## Activity
When the string "GeocodingConfig" is part of a line in the data below, report the whole line.

--- START ---

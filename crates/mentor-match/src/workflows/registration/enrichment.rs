//! Address enrichment gate: resolves the address triple entered on the
//! first page into coordinates before the wizard may advance.

use std::time::Duration;

use async_trait::async_trait;
use serde::Deserialize;

use crate::config::GeocodingConfig;

use super::domain::{AnswerRecord, GeoPoint, StateCode};

/// Free-text address query assembled from the Basic Info page.
#[derive(Debug, Clone, PartialEq)]
pub struct AddressQuery {
    pub line: String,
    pub city: String,
    pub state: Option<StateCode>,
    pub zipcode: String,
}

impl AddressQuery {
    pub fn from_record(record: &AnswerRecord) -> Self {
        Self {
            line: record.address_line.clone(),
            city: record.city.clone(),
            state: record.state.clone(),
            zipcode: record.zipcode.clone(),
        }
    }

    /// Join the non-empty pieces into the search string handed to the
    /// geocoder, e.g. `123 Grand Ave, Des Moines, IA 50309`.
    pub fn free_text(&self) -> String {
        let mut region = match &self.state {
            Some(state) => state.as_str().to_string(),
            None => String::new(),
        };
        if !self.zipcode.trim().is_empty() {
            if !region.is_empty() {
                region.push(' ');
            }
            region.push_str(self.zipcode.trim());
        }

        [self.line.trim(), self.city.trim(), region.trim()]
            .iter()
            .filter(|part| !part.is_empty())
            .cloned()
            .collect::<Vec<_>>()
            .join(", ")
    }
}

/// The three lookup failure modes. They are distinguishable for logging
/// and tests but share one user-facing error class.
#[derive(Debug, thiserror::Error)]
pub enum GeocodeError {
    #[error("lookup request failed: {0}")]
    Transport(String),
    #[error("address not found")]
    NotFound,
    #[error("invalid geocode response: {0}")]
    InvalidResponse(String),
}

impl GeocodeError {
    /// All failure modes block the step with the same message class.
    pub fn user_message(&self) -> String {
        format!("address could not be verified: {self}")
    }
}

/// Boundary to the external geocoding service so the wizard can be
/// exercised without network access.
#[async_trait]
pub trait GeocodeGateway: Send + Sync {
    async fn resolve(&self, query: &AddressQuery) -> Result<GeoPoint, GeocodeError>;
}

#[derive(Debug, Deserialize)]
struct GeocodeHit {
    lat: String,
    lon: String,
}

/// Client for a Nominatim-compatible address search endpoint. The response
/// is a JSON array; only the first element's `lat`/`lon` are used.
#[derive(Debug, Clone)]
pub struct NominatimClient {
    endpoint: String,
    client: reqwest::Client,
}

impl NominatimClient {
    pub fn new(endpoint: String, timeout: Duration) -> Result<Self, GeocodeError> {
        let client = reqwest::Client::builder()
            .timeout(timeout)
            .user_agent(concat!("mentor-match/", env!("CARGO_PKG_VERSION")))
            .build()
            .map_err(|err| GeocodeError::Transport(err.to_string()))?;
        Ok(Self { endpoint, client })
    }

    pub fn from_config(config: &GeocodingConfig) -> Result<Self, GeocodeError> {
        Self::new(config.endpoint.clone(), config.timeout)
    }
}

#[async_trait]
impl GeocodeGateway for NominatimClient {
    async fn resolve(&self, query: &AddressQuery) -> Result<GeoPoint, GeocodeError> {
        let response = self
            .client
            .get(&self.endpoint)
            .query(&[
                ("q", query.free_text().as_str()),
                ("format", "json"),
                ("limit", "1"),
            ])
            .send()
            .await
            .map_err(|err| GeocodeError::Transport(err.to_string()))?;

        let status = response.status();
        if !status.is_success() {
            return Err(GeocodeError::Transport(format!(
                "geocoder answered {status}"
            )));
        }

        let hits: Vec<GeocodeHit> = response
            .json()
            .await
            .map_err(|err| GeocodeError::InvalidResponse(err.to_string()))?;

        let hit = hits.into_iter().next().ok_or(GeocodeError::NotFound)?;
        let latitude: f64 = hit
            .lat
            .parse()
            .map_err(|_| GeocodeError::InvalidResponse(format!("latitude '{}'", hit.lat)))?;
        let longitude: f64 = hit
            .lon
            .parse()
            .map_err(|_| GeocodeError::InvalidResponse(format!("longitude '{}'", hit.lon)))?;

        Ok(GeoPoint {
            latitude,
            longitude,
        })
    }
}

#[cfg(test)]
mod tests {
    use super::*;

    #[test]
    fn free_text_joins_non_empty_parts() {
        let query = AddressQuery {
            line: "123 Grand Ave".to_string(),
            city: "Des Moines".to_string(),
            state: Some(StateCode::parse("ia").expect("valid state")),
            zipcode: "50309".to_string(),
        };
        assert_eq!(query.free_text(), "123 Grand Ave, Des Moines, IA 50309");
    }

    #[test]
    fn free_text_skips_missing_parts() {
        let query = AddressQuery {
            line: String::new(),
            city: "Ames".to_string(),
            state: None,
            zipcode: String::new(),
        };
        assert_eq!(query.free_text(), "Ames");
    }

    #[test]
    fn failure_modes_share_one_user_facing_class() {
        for error in [
            GeocodeError::Transport("connection refused".to_string()),
            GeocodeError::NotFound,
            GeocodeError::InvalidResponse("bad json".to_string()),
        ] {
            assert!(error
                .user_message()
                .starts_with("address could not be verified"));
        }
    }
}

--- END ---

## Reply
use crate::config::GeocodingConfig;
    pub fn from_config(config: &GeocodingConfig) -> Result<Self, GeocodeError> {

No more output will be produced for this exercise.